● What you have to do: The data below has to be returned exactly, down to the last character.

Stored data
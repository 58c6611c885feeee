//! Utility modules for browser and network operations.
//!
//! Provides:
//! - [`dom`] - Window, storage, URL hash, console logging, fragment bindings
//! - [`fetch_text`] - Network fetching with timeout

pub mod dom;
mod fetch;

pub use fetch::fetch_text;
//! Custom error types for the application.
//!
//! - [`FetchError`] - Network/fetch-related errors for HTTP requests
//! - [`StorageError`] - localStorage operations for preferences

use thiserror::Error;

/// Network/fetch-related errors for HTTP requests.
#[derive(Debug, Clone, PartialEq, Eq, Error)]
pub enum FetchError {
    /// Browser window not available
    #[error("Browser window not available")]
    NoWindow,
    /// Failed to create HTTP request
    #[error("Failed to create request")]
    RequestCreationFailed,
    /// Network request failed (CORS, offline, etc.)
    #[error("Network error: {0}")]
    NetworkError(String),
    /// HTTP error response (non-2xx status)
    #[error("HTTP error: {0}")]
    HttpError(u16),
    /// Failed to read response body
    #[error("Failed to read response")]
    ResponseReadFailed,
    /// Invalid response content (not text)
    #[error("Invalid response content")]
    InvalidContent,
    /// JSON parsing error
    #[error("JSON parse error: {0}")]
    JsonParseError(String),
    /// Request timed out
    #[error("Request timed out")]
    Timeout,
}

impl FetchError {
    /// True when the server answered with a non-success status.
    pub fn is_http_status(&self) -> bool {
        matches!(self, Self::HttpError(_))
    }
}

/// Preference storage errors.
#[derive(Debug, Clone, PartialEq, Eq, Error)]
pub enum StorageError {
    /// localStorage not available (private mode, disabled, non-browser).
    #[error("localStorage not available")]
    StorageUnavailable,
    /// Failed to save to localStorage.
    #[error("failed to save to localStorage")]
    SaveFailed,
}
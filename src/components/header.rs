//! Top bar: sidebar toggle, brand, search and theme toggle.

use leptos::prelude::*;
use leptos_icons::Icon;

use crate::app::AppContext;
use crate::components::icons as ic;
use crate::components::search::SearchBox;
use crate::config::APP_NAME;
use crate::models::Theme;

stylance::import_crate_style!(css, "src/components/header.module.css");

#[component]
pub fn Header() -> impl IntoView {
    let ctx = use_context::<AppContext>().expect("AppContext must be provided");

    let on_brand = move |ev: leptos::ev::MouseEvent| {
        ev.prevent_default();
        ctx.show_overview();
    };

    view! {
        <header class=css::header>
            <button
                class=css::iconButton
                on:click=move |_| ctx.toggle_sidebar()
                title="Toggle sidebar"
            >
                <Icon icon=ic::SIDEBAR />
            </button>

            <a class=css::brand href="#" on:click=on_brand>
                {APP_NAME}
            </a>

            <SearchBox />

            <ThemeToggle />
        </header>
    }
}

/// Dark/light switch; shows the icon of the theme it switches to.
#[component]
fn ThemeToggle() -> impl IntoView {
    let ctx = use_context::<AppContext>().expect("AppContext must be provided");

    let icon = Memo::new(move |_| match ctx.theme.get() {
        Theme::Dark => ic::SUN,
        Theme::Light => ic::MOON,
    });
    let title = move || format!("Switch to {} theme", ctx.theme.get().toggled());

    view! {
        <button class=css::iconButton on:click=move |_| ctx.toggle_theme() title=title>
            {move || view! { <Icon icon=icon.get() /> }}
        </button>
    }
}
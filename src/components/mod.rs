//! UI components built with Leptos.
//!
//! - [`router`] - Startup, URL sync and page layout (main entry point)
//! - [`header`] - Brand, search box and theme toggle
//! - [`search`] - Class search with keyboard selection
//! - [`sidebar`] - Filterable package tree
//! - [`content`] - Overview, package summary and class content region
//! - [`icons`] - Centralized icon definitions (change theme here)

pub mod content;
pub mod header;
pub mod icons;
pub mod router;
pub mod search;
pub mod sidebar;

pub use router::AppRouter;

● Task response:
repository 58c6611c885feeee
//! Utility modules for browser and network operations.
//!
//! Provides:
//! - [`dom`] - Window, storage, URL hash, console logging, fragment bindings
//! - [`fetch_text`] - Network fetching with timeout

pub mod dom;
mod fetch;

pub use fetch::fetch_text;
//! Custom error types for the application.
//!
//! - [`FetchError`] - Network/fetch-related errors for HTTP requests
//! - [`StorageError`] - localStorage operations for preferences

use thiserror::Error;

/// Network/fetch-related errors for HTTP requests.
#[derive(Debug, Clone, PartialEq, Eq, Error)]
pub enum FetchError {
    /// Browser window not available
    #[error("Browser window not available")]
    NoWindow,
    /// Failed to create HTTP request
    #[error("Failed to create request")]
    RequestCreationFailed,
    /// Network request failed (CORS, offline, etc.)
    #[error("Network error: {0}")]
    NetworkError(String),
    /// HTTP error response (non-2xx status)
    #[error("HTTP error: {0}")]
    HttpError(u16),
    /// Failed to read response body
    #[error("Failed to read response")]
    ResponseReadFailed,
    /// Invalid response content (not text)
    #[error("Invalid response content")]
    InvalidContent,
    /// JSON parsing error
    #[error("JSON parse error: {0}")]
    JsonParseError(String),
    /// Request timed out
    #[error("Request timed out")]
    Timeout,
}

impl FetchError {
    /// True when the server answered with a non-success status.
    pub fn is_http_status(&self) -> bool {
        matches!(self, Self::HttpError(_))
    }
}

/// Preference storage errors.
#[derive(Debug, Clone, PartialEq, Eq, Error)]
pub enum StorageError {
    /// localStorage not available (private mode, disabled, non-browser).
    #[error("localStorage not available")]
    StorageUnavailable,
    /// Failed to save to localStorage.
    #[error("failed to save to localStorage")]
    SaveFailed,
}
filename src/components/header.rs
//! Top bar: sidebar toggle, brand, search and theme toggle.

use leptos::prelude::*;
use leptos_icons::Icon;

use crate::app::AppContext;
use crate::components::icons as ic;
use crate::components::search::SearchBox;
use crate::config::APP_NAME;
use crate::models::Theme;

stylance::import_crate_style!(css, "src/components/header.module.css");

#[component]
pub fn Header() -> impl IntoView {
    let ctx = use_context::<AppContext>().expect("AppContext must be provided");

    let on_brand = move |ev: leptos::ev::MouseEvent| {
        ev.prevent_default();
        ctx.show_overview();
    };

    view! {
        <header class=css::header>
            <button
                class=css::iconButton
                on:click=move |_| ctx.toggle_sidebar()
                title="Toggle sidebar"
            >
                <Icon icon=ic::SIDEBAR />
            </button>

            <a class=css::brand href="#" on:click=on_brand>
                {APP_NAME}
            </a>

            <SearchBox />

            <ThemeToggle />
        </header>
    }
}

/// Dark/light switch; shows the icon of the theme it switches to.
#[component]
fn ThemeToggle() -> impl IntoView {
    let ctx = use_context::<AppContext>().expect("AppContext must be provided");

    let icon = Memo::new(move |_| match ctx.theme.get() {
        Theme::Dark => ic::SUN,
        Theme::Light => ic::MOON,
    });
    let title = move || format!("Switch to {} theme", ctx.theme.get().toggled());

    view! {
        <button class=css::iconButton on:click=move |_| ctx.toggle_theme() title=title>
            {move || view! { <Icon icon=icon.get() /> }}
        </button>
    }
}
filename src/components/mod.rs
//! UI components built with Leptos.
//!
//! - [`router`] - Startup, URL sync and page layout (main entry point)
//! - [`header`] - Brand, search box and theme toggle
//! - [`search`] - Class search with keyboard selection
//! - [`sidebar`] - Filterable package tree
//! - [`content`] - Overview, package summary and class content region
//! - [`icons`] - Centralized icon definitions (change theme here)

pub mod content;
pub mod header;
pub mod icons;
pub mod router;
pub mod search;
pub mod sidebar;

pub use router::AppRouter;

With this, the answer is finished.